Roanoke Times Copyright (c) 1995, Landmark Communications, Inc. DATE: TUESDAY, April 16, 1991 TAG: 9104160206 SECTION: BUSINESS PAGE: A-7 EDITION: METRO SOURCE: Los Angeles Daily News DATELINE: LENGTH: Medium
Last week's seizure by state regulators of Executive Life Insurance Co. of California, the biggest insurance failure in U.S. history, underscores the industry's sometimes tenuous financial foundations.
Insurance industry failures have hardly reached the epidemic levels of the savings-and-loan collapse and most analysts say they won't. But insurance company insolvencies are bound to continue, and consumers who don't look to protect themselves could be in for a rough ride.
Executive Life, the largest subsidiary of Los Angeles-based First Executive Corp., fell mainly under the weight of its junk bond portfolio. The collapse is likely to prompt regulators to be more vigilant, drive companies to adopt more conservative investment strategies, and encourage consumers to scrutinize their insurers.
"April 11 is a day that will go down in the history of the industry," said Joseph Belth, a professor at Indiana University and the editor of Insurance Forum, an industry newsletter. "There aren't many other days you can say that about."
To be sure, the industry is not on the verge of collapse. While other insurers have invested in junk bonds or other risky assets, none has done so with the vigor of First Executive.
Life insurers, on the average, hold about 6 percent of their assets in junk bonds, according to the American Council of Life Insurance, a trade group. When Executive Life was seized, regulators said the high-risk notes accounted for more than 60 percent of its assets.
"The investment strategy followed by First Executive is highly unusual and not followed by most others," said Henri Bersoux, a spokesman for the group. "The vast majority of life insurance companies are not just financially healthy, they're financially strong."
Nevertheless, problem companies exist. Like other segments of the financial service industry, life insurers are in the midst of tough economic times. The industry, which boomed in the '80s, is headed for consolidation, analysts say. Some companies might be forced to seek mergers. Others might fail.
Consumers can take a few basic precautions to avoid those companies. Perhaps the best monitors of insurance company safety are the handful of agencies that rate the debt or claims-paying ability of the industry.
"The first rule of thumb is to look at the ratings," said J. Robert Hunter, president of the National Insurance Consumer Organization.

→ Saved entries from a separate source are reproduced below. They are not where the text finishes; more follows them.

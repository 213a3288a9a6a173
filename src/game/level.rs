//! Level layout and entity storage
//!
//! The demo level is built once at startup: a raised platform of
//! alternating stone/question blocks, a coin floating over each question
//! block, and two patrolling enemies flanking the platform. Entities are
//! never removed from storage once spawned - defeated enemies and collected
//! coins are flagged and skipped, and a zero-area rect marks a block as
//! removed.

use macroquad::prelude::*;
use macroquad::rand::gen_range;

use super::player::PLAYER_START_X;

/// Left edge of the world
pub const GROUND_START_X: f32 = 0.0;
/// Horizontal extent of the world
pub const GROUND_LENGTH: f32 = 2000.0;
/// Height of the solid ground strip at the bottom of the screen
pub const GROUND_HEIGHT: f32 = 100.0;

pub const BLOCK_SIZE: f32 = 64.0;
pub const COIN_SIZE: f32 = 32.0;
pub const ENEMY_SIZE: f32 = 48.0;

/// Storage capacities (entities are flagged, not removed, so the vecs
/// never grow past these)
pub const MAX_BLOCKS: usize = 50;
pub const MAX_ENEMIES: usize = 10;
pub const MAX_COINS: usize = 20;

// Platform layout
const PLATFORM_START_X: f32 = GROUND_START_X + 250.0;
const PLATFORM_BLOCK_COUNT: usize = 8;
/// Gap between the ground and the underside of the platform
const PLATFORM_RAISE: f32 = 40.0;

// Enemy placement
const ENEMY_PATROL_SPEED: f32 = 2.0;
/// Enemies patrol at platform height so they bump into the stone blocks
const ENEMY_RAISE: f32 = 100.0;
const ENEMY_LEFT_GAP: f32 = 120.0;
const ENEMY_RIGHT_GAP: f32 = 40.0;

// Cloud backdrop
const CLOUD_CAPACITY: usize = 100;
const CLOUD_SPACING: f32 = 200.0;
const CLOUD_MIN_Y: f32 = 50.0;
const CLOUD_MAX_Y: f32 = 200.0;

/// Block variants
#[derive(Debug, Clone, Copy, PartialEq, Eq)]
pub enum BlockKind {
    /// Awards points when landed on for the first time
    Question,
    /// Plain solid block, also turns patrolling enemies around
    Stone,
}

/// A static level block
#[derive(Debug, Clone)]
pub struct Block {
    pub rect: Rect,
    pub kind: BlockKind,
    /// Question blocks carry a score payout for their first hit
    pub has_coin: bool,
    /// Set once on the first resolved landing, never cleared
    pub hit: bool,
}

impl Block {
    /// Zero-area rects act as "removed" sentinels and are skipped everywhere
    pub fn is_removed(&self) -> bool {
        self.rect.w == 0.0
    }
}

/// A patrolling enemy
#[derive(Debug, Clone)]
pub struct Enemy {
    pub rect: Rect,
    /// Cleared when the player stomps the enemy; inactive enemies neither
    /// move nor collide
    pub active: bool,
    /// Horizontal heading, +1 right / -1 left
    pub direction: f32,
    pub speed: f32,
}

/// A collectible coin
#[derive(Debug, Clone)]
pub struct Coin {
    pub rect: Rect,
    pub collected: bool,
}

impl Coin {
    pub fn is_removed(&self) -> bool {
        self.rect.w == 0.0
    }
}

/// All static and patrolling level content
pub struct Level {
    pub blocks: Vec<Block>,
    pub enemies: Vec<Enemy>,
    pub coins: Vec<Coin>,
    /// World-space y of the walkable ground surface
    pub ground_top: f32,
}

impl Level {
    /// Build the demo level. Layout is deterministic: even platform slots
    /// are stone, odd slots are question blocks with a coin above.
    pub fn build(ground_top: f32) -> Self {
        let mut blocks = Vec::with_capacity(MAX_BLOCKS);
        let mut enemies = Vec::with_capacity(MAX_ENEMIES);
        let mut coins = Vec::with_capacity(MAX_COINS);

        let platform_y = ground_top - BLOCK_SIZE - PLATFORM_RAISE;
        for i in 0..PLATFORM_BLOCK_COUNT {
            let kind = if i % 2 == 0 {
                BlockKind::Stone
            } else {
                BlockKind::Question
            };
            let x = PLATFORM_START_X + i as f32 * BLOCK_SIZE;
            blocks.push(Block {
                rect: Rect::new(x, platform_y, BLOCK_SIZE, BLOCK_SIZE),
                kind,
                has_coin: kind == BlockKind::Question,
                hit: false,
            });

            if kind == BlockKind::Question {
                coins.push(Coin {
                    rect: Rect::new(
                        x + (BLOCK_SIZE - COIN_SIZE) * 0.5,
                        platform_y - COIN_SIZE,
                        COIN_SIZE,
                        COIN_SIZE,
                    ),
                    collected: false,
                });
            }
        }

        let platform_end_x = PLATFORM_START_X + PLATFORM_BLOCK_COUNT as f32 * BLOCK_SIZE;
        let enemy_y = ground_top - ENEMY_SIZE - ENEMY_RAISE;
        enemies.push(Enemy {
            rect: Rect::new(PLATFORM_START_X - ENEMY_LEFT_GAP, enemy_y, ENEMY_SIZE, ENEMY_SIZE),
            active: true,
            direction: 1.0,
            speed: ENEMY_PATROL_SPEED,
        });
        enemies.push(Enemy {
            rect: Rect::new(platform_end_x + ENEMY_RIGHT_GAP, enemy_y, ENEMY_SIZE, ENEMY_SIZE),
            active: true,
            direction: -1.0,
            speed: ENEMY_PATROL_SPEED,
        });

        Self {
            blocks,
            enemies,
            coins,
            ground_top,
        }
    }
}

/// Scatter the cloud backdrop along the world, spaced on a fixed grid with
/// random heights. Clouds before the player spawn or past the world edge
/// are dropped.
pub fn scatter_clouds(cloud_w: f32) -> Vec<Vec2> {
    let mut clouds = Vec::with_capacity(CLOUD_CAPACITY);
    for i in 0..CLOUD_CAPACITY * 2 {
        if clouds.len() >= CLOUD_CAPACITY {
            break;
        }
        let x = GROUND_START_X + i as f32 * CLOUD_SPACING;
        if x < PLAYER_START_X {
            continue;
        }
        if x > GROUND_START_X + GROUND_LENGTH - cloud_w {
            break;
        }
        clouds.push(vec2(x, gen_range(CLOUD_MIN_Y, CLOUD_MAX_Y)));
    }
    clouds
}

#[cfg(test)]
mod tests {
    use super::*;

    const GROUND_TOP: f32 = 700.0;

    #[test]
    fn test_platform_alternates_stone_question() {
        let level = Level::build(GROUND_TOP);
        assert_eq!(level.blocks.len(), 8);
        for (i, block) in level.blocks.iter().enumerate() {
            let expected = if i % 2 == 0 {
                BlockKind::Stone
            } else {
                BlockKind::Question
            };
            assert_eq!(block.kind, expected);
            assert_eq!(block.has_coin, expected == BlockKind::Question);
            assert!(!block.hit);
            assert_eq!(block.rect.x, 250.0 + i as f32 * BLOCK_SIZE);
            assert_eq!(block.rect.y, GROUND_TOP - BLOCK_SIZE - 40.0);
        }
    }

    #[test]
    fn test_coin_floats_over_each_question_block() {
        let level = Level::build(GROUND_TOP);
        let questions: Vec<_> = level
            .blocks
            .iter()
            .filter(|b| b.kind == BlockKind::Question)
            .collect();
        assert_eq!(level.coins.len(), questions.len());
        for (coin, block) in level.coins.iter().zip(&questions) {
            // Centered horizontally, resting directly on the block top
            assert_eq!(coin.rect.x, block.rect.x + (BLOCK_SIZE - COIN_SIZE) * 0.5);
            assert_eq!(coin.rect.y, block.rect.y - COIN_SIZE);
            assert!(!coin.collected);
        }
    }

    #[test]
    fn test_enemies_flank_the_platform() {
        let level = Level::build(GROUND_TOP);
        assert_eq!(level.enemies.len(), 2);

        let left = &level.enemies[0];
        let right = &level.enemies[1];
        assert_eq!(left.rect.x, 130.0);
        assert_eq!(left.direction, 1.0);
        assert_eq!(right.rect.x, 250.0 + 8.0 * BLOCK_SIZE + 40.0);
        assert_eq!(right.direction, -1.0);
        for enemy in &level.enemies {
            assert!(enemy.active);
            assert_eq!(enemy.speed, 2.0);
            assert_eq!(enemy.rect.y, GROUND_TOP - ENEMY_SIZE - 100.0);
        }
    }

    #[test]
    fn test_clouds_stay_inside_world_after_spawn() {
        let cloud_w = 128.0;
        let clouds = scatter_clouds(cloud_w);
        assert!(!clouds.is_empty());
        assert!(clouds.len() <= CLOUD_CAPACITY);
        for cloud in &clouds {
            assert!(cloud.x >= PLAYER_START_X);
            assert!(cloud.x <= GROUND_START_X + GROUND_LENGTH - cloud_w);
            assert!(cloud.y >= CLOUD_MIN_Y && cloud.y <= CLOUD_MAX_Y);
        }
    }
}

A.M. Best Co. is perhaps the best-known rating firm and its guides can be found in many libraries. The Oldwick, N.J., company has monitored insurance company health since 1899.
Best rates companies from its highest rating, A-plus, assigned to those with a "superior" ability to meet policyholder obligations, to C-minus, assigned to insurers with only a "fair" ability.
Best also issues a "not assigned" rating to companies that are too small, do not fit the firm's rating categories, or fall below Best's minimum standards.
Among the nearly 250 companies with Best's top rating are some of the nation's biggest insurers, such as Prudential, Metropolitan Life and Aetna Life.
In addition, credit-rating services such as Moody's, Standard & Poor's Corp. and Duff & Phelps Inc. rate bond issues of major companies, including insurers. Those companies all use variations on the A through C rating system, but add more gradations, such as AAA, for the its top rated companies, or BB for more speculative investments.
Again, a number of the nation's largest insurers, such as New York Life, Northwestern Mutual and Nationwide Life, have garnered top ratings from the firms.
But rating firms are not perfect. Both Best and Standard & Poor's issued their highest ratings to Executive Life as recently as a year-and-a-half ago.
Paul Wish, a spokesman for Best, said the collapse at Executive Life, once among the most profitable insurers in the nation, was swift. But Wish said that as Executive Life began its decline, the ratings firm altered its opinion.
"We have changed the rating five times since, following them down," Wish said.